### Exercise details
Lines with the word "TaskListQuery" in them must be copied from the records below.
-- Task data follows --
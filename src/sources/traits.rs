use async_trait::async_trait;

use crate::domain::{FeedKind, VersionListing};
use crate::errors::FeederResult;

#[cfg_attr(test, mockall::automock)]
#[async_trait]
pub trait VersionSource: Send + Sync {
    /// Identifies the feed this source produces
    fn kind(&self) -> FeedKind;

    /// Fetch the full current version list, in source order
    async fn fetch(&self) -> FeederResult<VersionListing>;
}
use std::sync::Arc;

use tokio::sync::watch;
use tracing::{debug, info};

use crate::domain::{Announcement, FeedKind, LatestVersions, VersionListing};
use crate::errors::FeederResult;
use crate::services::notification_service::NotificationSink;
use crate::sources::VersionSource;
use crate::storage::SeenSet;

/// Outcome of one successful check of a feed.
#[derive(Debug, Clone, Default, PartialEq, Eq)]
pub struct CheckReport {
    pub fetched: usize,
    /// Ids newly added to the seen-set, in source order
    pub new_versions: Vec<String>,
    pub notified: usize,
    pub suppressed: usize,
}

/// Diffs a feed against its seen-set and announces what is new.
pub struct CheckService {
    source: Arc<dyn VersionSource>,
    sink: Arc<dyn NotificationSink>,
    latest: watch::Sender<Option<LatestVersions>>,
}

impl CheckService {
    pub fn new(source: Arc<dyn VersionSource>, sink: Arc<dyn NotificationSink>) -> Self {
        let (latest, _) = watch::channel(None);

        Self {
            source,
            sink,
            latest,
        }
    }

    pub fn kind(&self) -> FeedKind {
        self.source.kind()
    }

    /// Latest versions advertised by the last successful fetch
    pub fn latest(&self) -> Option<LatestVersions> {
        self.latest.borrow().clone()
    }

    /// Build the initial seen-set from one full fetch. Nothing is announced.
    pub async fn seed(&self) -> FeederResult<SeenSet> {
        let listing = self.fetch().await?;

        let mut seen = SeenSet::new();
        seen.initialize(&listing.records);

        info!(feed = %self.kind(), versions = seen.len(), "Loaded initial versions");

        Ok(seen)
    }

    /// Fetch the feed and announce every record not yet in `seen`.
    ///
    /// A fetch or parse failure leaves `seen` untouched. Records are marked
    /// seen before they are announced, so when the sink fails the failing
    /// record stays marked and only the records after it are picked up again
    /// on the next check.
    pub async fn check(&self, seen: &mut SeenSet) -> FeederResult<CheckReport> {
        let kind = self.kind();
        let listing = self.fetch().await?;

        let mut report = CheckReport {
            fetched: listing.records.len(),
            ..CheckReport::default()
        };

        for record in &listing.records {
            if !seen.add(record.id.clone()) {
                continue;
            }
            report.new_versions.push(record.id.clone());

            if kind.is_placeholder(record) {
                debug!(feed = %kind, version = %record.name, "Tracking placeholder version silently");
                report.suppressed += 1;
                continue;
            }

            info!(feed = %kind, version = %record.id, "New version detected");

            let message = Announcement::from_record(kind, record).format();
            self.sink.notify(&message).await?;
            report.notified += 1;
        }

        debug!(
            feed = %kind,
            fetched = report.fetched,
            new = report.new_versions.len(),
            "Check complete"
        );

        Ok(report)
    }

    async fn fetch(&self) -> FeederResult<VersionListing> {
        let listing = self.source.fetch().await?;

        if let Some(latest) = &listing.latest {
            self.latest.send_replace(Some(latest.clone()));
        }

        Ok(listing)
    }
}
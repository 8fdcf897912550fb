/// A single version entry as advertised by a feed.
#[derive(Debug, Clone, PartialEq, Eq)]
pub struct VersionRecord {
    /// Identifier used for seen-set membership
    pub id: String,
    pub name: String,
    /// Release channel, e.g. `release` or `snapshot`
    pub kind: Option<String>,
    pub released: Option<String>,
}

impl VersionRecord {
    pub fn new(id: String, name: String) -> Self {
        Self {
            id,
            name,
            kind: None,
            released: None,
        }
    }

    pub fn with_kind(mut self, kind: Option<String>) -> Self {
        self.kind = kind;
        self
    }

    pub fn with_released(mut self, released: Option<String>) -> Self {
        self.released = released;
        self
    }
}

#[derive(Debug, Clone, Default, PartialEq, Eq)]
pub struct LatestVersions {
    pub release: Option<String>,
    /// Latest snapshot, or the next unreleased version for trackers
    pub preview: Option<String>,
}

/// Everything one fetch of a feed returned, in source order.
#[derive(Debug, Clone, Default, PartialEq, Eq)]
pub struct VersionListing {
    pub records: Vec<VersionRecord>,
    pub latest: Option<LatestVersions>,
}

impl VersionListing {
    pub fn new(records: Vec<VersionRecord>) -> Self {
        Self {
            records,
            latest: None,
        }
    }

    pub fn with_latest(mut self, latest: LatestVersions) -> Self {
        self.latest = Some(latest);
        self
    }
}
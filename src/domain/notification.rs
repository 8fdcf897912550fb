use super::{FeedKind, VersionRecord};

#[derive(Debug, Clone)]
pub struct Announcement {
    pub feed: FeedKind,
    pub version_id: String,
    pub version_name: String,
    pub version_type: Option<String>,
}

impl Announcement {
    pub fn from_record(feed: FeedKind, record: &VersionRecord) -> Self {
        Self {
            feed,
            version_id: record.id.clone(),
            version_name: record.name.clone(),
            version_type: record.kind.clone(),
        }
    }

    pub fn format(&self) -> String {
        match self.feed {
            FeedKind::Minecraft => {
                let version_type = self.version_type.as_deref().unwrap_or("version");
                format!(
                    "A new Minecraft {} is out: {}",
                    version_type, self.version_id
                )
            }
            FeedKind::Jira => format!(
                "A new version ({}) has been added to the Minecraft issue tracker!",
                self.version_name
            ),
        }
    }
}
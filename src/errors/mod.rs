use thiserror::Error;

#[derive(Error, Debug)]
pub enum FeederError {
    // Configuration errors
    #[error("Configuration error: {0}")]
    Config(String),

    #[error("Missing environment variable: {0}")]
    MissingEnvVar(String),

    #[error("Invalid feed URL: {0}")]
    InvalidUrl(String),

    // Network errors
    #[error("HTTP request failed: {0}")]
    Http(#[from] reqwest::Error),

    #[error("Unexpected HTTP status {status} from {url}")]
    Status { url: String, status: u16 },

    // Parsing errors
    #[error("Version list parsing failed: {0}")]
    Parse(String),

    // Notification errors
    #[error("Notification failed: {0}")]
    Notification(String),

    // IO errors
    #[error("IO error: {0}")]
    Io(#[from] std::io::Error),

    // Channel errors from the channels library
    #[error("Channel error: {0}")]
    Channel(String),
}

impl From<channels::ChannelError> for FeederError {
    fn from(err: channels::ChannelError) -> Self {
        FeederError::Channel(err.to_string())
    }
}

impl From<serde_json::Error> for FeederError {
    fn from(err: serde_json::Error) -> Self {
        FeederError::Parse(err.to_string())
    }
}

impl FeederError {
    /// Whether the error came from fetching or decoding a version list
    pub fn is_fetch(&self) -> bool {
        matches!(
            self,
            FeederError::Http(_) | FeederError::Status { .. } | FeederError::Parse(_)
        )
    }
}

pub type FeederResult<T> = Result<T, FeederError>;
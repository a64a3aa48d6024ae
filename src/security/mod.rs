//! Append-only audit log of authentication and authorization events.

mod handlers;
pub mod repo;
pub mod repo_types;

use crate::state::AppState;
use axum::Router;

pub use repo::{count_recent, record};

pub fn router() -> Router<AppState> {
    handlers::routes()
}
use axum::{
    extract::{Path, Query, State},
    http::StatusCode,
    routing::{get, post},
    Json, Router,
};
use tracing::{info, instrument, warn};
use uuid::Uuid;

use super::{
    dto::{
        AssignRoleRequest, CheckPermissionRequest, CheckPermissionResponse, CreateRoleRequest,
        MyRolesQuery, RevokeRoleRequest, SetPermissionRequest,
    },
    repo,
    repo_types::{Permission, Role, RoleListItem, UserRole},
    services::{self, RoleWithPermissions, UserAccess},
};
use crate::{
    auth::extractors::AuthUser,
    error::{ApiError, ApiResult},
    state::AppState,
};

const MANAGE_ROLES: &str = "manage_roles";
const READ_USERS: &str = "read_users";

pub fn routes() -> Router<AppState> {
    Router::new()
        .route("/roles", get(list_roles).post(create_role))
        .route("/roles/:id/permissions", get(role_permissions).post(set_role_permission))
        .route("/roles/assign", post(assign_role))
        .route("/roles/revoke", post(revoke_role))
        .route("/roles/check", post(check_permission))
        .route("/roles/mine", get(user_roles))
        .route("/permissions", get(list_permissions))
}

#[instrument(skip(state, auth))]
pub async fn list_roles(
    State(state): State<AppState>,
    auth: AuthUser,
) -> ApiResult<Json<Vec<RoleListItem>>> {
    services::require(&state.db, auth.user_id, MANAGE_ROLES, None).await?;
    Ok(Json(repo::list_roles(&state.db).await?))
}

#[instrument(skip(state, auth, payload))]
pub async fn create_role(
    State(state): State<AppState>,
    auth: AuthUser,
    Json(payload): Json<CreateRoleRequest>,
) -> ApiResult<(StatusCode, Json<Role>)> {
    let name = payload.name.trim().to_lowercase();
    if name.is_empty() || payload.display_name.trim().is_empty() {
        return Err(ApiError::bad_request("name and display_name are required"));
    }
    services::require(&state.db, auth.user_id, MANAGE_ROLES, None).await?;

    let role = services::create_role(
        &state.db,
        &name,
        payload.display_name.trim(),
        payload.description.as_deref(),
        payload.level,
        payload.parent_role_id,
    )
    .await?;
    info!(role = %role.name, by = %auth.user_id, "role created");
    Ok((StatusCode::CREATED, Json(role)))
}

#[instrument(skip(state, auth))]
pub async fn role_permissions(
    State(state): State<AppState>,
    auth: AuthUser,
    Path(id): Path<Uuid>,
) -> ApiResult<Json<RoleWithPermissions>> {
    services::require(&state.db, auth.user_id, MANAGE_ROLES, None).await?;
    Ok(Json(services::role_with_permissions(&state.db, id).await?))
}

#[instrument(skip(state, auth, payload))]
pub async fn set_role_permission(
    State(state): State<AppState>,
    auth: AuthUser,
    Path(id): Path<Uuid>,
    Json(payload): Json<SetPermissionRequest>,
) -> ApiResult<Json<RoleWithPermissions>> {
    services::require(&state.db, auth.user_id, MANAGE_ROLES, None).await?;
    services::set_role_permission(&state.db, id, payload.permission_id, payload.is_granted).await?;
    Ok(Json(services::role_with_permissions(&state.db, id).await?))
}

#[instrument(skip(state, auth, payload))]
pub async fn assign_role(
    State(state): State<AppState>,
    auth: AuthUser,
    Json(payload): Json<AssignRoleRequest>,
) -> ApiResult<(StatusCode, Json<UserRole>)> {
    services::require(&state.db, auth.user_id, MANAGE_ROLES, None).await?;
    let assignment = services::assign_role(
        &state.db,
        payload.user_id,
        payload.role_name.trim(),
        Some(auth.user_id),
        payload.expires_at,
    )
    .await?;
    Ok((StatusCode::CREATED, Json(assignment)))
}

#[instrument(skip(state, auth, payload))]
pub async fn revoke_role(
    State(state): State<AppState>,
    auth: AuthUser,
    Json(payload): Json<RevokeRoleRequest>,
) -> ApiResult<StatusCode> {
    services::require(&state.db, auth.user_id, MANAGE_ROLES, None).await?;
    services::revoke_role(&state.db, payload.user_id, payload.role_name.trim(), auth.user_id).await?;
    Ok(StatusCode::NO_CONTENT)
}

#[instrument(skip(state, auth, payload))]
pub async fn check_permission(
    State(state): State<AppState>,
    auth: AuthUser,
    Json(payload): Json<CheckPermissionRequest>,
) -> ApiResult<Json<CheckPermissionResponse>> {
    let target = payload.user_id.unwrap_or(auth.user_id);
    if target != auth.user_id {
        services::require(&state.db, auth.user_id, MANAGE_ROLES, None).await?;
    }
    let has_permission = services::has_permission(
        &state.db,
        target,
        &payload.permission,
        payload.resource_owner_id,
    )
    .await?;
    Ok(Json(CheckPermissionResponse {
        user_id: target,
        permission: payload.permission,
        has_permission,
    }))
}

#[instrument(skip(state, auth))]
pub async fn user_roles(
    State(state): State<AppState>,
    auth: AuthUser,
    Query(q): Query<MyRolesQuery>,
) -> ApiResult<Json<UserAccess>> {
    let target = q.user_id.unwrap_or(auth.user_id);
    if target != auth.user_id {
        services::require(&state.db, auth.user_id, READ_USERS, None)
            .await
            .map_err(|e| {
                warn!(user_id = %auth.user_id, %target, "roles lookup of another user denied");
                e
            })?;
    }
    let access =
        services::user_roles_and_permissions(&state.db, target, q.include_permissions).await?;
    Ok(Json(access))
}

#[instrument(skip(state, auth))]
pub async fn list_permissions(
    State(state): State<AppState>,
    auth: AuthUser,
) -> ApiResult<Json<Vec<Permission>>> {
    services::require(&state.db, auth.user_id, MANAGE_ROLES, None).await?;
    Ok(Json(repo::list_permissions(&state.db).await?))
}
-- Task data concluded --
-- Task data follows --
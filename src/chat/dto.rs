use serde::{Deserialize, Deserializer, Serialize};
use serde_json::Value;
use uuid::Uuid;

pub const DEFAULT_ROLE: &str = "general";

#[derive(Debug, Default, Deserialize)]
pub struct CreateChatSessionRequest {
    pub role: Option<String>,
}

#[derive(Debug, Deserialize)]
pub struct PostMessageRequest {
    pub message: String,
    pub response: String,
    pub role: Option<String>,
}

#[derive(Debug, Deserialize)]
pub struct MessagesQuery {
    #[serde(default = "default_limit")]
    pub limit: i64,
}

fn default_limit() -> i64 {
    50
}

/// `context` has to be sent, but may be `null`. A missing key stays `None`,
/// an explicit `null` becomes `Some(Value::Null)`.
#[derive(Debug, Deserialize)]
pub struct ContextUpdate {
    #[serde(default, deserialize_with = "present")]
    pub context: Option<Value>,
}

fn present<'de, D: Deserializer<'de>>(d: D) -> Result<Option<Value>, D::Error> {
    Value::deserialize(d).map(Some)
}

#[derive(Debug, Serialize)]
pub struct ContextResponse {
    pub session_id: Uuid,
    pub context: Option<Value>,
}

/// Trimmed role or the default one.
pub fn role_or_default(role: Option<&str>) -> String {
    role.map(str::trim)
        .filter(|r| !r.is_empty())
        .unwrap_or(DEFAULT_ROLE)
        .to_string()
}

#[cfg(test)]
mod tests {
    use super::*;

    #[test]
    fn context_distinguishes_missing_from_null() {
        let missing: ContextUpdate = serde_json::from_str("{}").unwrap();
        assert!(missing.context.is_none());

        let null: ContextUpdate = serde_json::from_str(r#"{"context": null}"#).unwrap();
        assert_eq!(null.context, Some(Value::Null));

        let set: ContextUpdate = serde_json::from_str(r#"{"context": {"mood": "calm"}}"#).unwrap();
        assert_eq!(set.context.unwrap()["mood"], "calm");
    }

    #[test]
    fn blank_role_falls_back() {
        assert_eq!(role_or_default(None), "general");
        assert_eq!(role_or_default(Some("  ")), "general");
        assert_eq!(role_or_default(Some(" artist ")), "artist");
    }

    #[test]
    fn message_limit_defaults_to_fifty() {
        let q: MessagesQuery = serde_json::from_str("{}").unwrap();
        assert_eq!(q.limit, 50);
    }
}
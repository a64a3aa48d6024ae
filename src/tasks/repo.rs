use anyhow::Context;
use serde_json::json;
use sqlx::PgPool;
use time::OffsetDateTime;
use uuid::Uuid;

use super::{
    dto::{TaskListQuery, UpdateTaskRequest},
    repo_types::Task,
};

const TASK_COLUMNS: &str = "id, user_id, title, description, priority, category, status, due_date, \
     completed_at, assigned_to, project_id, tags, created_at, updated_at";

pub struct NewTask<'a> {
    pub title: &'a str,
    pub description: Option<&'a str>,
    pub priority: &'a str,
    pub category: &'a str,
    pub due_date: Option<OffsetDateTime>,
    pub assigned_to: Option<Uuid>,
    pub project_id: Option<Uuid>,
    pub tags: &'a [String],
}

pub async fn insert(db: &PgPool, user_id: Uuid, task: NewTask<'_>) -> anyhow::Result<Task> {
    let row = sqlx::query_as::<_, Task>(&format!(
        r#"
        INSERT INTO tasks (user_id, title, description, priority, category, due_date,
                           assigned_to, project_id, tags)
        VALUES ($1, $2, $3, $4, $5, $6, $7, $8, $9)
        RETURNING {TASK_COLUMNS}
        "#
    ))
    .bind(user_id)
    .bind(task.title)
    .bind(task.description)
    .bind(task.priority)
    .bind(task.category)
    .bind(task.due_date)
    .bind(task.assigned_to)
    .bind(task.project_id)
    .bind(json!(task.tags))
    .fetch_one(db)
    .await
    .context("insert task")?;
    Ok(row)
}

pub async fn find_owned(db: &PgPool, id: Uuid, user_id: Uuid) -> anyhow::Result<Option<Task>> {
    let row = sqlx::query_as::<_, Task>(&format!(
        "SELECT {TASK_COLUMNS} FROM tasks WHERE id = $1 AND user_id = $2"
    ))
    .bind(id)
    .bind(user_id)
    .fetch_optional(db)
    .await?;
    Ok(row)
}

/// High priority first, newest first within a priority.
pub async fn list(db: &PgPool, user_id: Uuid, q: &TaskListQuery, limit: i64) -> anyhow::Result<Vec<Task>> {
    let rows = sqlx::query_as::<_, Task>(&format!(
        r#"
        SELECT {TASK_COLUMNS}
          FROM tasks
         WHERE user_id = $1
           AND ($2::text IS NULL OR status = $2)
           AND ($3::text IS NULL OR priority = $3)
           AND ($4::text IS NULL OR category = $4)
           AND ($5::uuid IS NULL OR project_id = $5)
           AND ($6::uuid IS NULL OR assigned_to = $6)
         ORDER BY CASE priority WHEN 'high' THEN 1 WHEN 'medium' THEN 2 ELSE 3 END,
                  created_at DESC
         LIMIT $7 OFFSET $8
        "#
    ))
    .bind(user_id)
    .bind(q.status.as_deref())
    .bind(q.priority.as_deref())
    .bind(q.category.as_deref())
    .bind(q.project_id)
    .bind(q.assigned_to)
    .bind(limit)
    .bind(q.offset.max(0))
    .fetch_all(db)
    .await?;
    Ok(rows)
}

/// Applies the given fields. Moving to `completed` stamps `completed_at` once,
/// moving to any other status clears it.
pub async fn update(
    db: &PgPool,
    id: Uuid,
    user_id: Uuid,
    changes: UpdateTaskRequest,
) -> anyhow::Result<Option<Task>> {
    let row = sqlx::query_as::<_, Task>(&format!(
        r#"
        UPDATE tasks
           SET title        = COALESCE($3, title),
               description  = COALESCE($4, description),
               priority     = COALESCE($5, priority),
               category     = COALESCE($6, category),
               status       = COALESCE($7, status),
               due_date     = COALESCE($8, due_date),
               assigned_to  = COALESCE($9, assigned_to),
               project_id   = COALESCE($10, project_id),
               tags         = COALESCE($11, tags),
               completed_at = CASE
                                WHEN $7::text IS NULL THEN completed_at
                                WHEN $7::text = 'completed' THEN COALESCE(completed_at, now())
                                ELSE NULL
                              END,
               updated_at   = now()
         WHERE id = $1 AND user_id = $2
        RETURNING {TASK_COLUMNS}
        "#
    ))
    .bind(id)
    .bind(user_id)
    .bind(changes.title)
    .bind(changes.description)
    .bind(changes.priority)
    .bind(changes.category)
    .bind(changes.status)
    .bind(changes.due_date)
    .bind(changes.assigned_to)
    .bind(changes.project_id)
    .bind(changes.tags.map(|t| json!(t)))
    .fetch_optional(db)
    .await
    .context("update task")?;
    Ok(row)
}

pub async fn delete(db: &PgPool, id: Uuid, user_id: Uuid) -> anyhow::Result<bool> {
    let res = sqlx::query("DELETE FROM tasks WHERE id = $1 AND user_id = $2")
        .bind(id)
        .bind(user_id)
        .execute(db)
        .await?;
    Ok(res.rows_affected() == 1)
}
-- Task data concluded --
-- Task data follows --
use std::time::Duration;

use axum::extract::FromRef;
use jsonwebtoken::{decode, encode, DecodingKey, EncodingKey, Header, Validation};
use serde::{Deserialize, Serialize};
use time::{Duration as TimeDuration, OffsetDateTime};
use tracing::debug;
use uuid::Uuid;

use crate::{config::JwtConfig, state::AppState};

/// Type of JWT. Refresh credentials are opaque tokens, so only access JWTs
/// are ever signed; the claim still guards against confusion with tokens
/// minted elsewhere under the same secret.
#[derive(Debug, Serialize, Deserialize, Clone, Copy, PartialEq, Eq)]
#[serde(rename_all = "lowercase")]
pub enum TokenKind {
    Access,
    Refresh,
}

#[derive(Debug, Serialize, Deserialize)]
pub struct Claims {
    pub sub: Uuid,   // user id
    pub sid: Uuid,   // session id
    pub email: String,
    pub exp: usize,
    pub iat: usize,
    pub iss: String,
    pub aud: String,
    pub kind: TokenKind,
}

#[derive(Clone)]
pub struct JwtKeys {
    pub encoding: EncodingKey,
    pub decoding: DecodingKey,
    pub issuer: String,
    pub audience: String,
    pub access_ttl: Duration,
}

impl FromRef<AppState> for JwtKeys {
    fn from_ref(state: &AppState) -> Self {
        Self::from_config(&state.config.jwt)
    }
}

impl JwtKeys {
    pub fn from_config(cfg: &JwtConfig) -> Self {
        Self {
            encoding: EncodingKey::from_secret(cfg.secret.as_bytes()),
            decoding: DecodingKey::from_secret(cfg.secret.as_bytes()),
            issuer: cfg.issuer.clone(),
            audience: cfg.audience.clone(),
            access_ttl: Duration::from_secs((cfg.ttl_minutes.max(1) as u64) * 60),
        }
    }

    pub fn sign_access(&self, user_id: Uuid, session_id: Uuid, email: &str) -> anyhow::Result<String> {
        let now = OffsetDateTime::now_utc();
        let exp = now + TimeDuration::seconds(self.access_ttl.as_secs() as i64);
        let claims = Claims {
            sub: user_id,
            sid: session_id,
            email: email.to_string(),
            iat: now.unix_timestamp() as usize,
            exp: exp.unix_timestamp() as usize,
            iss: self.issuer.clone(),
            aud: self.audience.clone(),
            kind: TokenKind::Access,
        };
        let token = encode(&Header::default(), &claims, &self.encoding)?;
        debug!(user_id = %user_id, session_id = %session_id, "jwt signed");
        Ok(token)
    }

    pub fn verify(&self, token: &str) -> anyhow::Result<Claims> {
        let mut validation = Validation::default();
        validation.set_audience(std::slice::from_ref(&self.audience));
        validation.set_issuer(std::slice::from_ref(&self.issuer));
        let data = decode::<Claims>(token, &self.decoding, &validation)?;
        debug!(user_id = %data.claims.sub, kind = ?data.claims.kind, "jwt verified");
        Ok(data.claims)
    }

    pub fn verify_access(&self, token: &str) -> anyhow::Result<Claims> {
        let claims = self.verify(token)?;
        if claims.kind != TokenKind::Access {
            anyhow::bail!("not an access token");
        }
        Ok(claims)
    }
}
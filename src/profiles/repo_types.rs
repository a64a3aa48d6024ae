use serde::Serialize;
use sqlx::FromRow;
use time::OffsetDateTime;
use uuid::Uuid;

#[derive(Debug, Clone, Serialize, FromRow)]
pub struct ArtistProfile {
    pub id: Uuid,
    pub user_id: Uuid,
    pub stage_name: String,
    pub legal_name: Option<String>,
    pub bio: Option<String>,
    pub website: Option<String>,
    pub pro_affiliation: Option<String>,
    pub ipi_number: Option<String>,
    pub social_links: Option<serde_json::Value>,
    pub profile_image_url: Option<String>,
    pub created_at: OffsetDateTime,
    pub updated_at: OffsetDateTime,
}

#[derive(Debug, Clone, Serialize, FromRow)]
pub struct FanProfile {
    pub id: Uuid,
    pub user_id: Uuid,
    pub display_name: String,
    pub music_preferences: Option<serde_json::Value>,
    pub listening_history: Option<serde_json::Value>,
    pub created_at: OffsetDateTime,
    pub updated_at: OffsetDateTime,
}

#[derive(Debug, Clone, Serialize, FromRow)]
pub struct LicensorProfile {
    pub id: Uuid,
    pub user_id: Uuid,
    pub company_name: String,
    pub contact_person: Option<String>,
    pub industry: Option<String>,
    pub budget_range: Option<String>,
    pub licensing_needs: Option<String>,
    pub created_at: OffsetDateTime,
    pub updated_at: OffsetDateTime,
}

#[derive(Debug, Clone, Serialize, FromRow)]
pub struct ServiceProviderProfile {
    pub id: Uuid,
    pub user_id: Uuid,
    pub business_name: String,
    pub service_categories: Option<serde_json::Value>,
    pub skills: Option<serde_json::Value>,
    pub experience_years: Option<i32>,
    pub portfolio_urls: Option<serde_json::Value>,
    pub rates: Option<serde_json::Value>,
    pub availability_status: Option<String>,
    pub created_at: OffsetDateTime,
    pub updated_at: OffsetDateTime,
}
-- Task data concluded --
### Solved problem
    dto::{TaskListQuery, UpdateTaskRequest},
pub async fn list(db: &PgPool, user_id: Uuid, q: &TaskListQuery, limit: i64) -> anyhow::Result<Vec<Task>> {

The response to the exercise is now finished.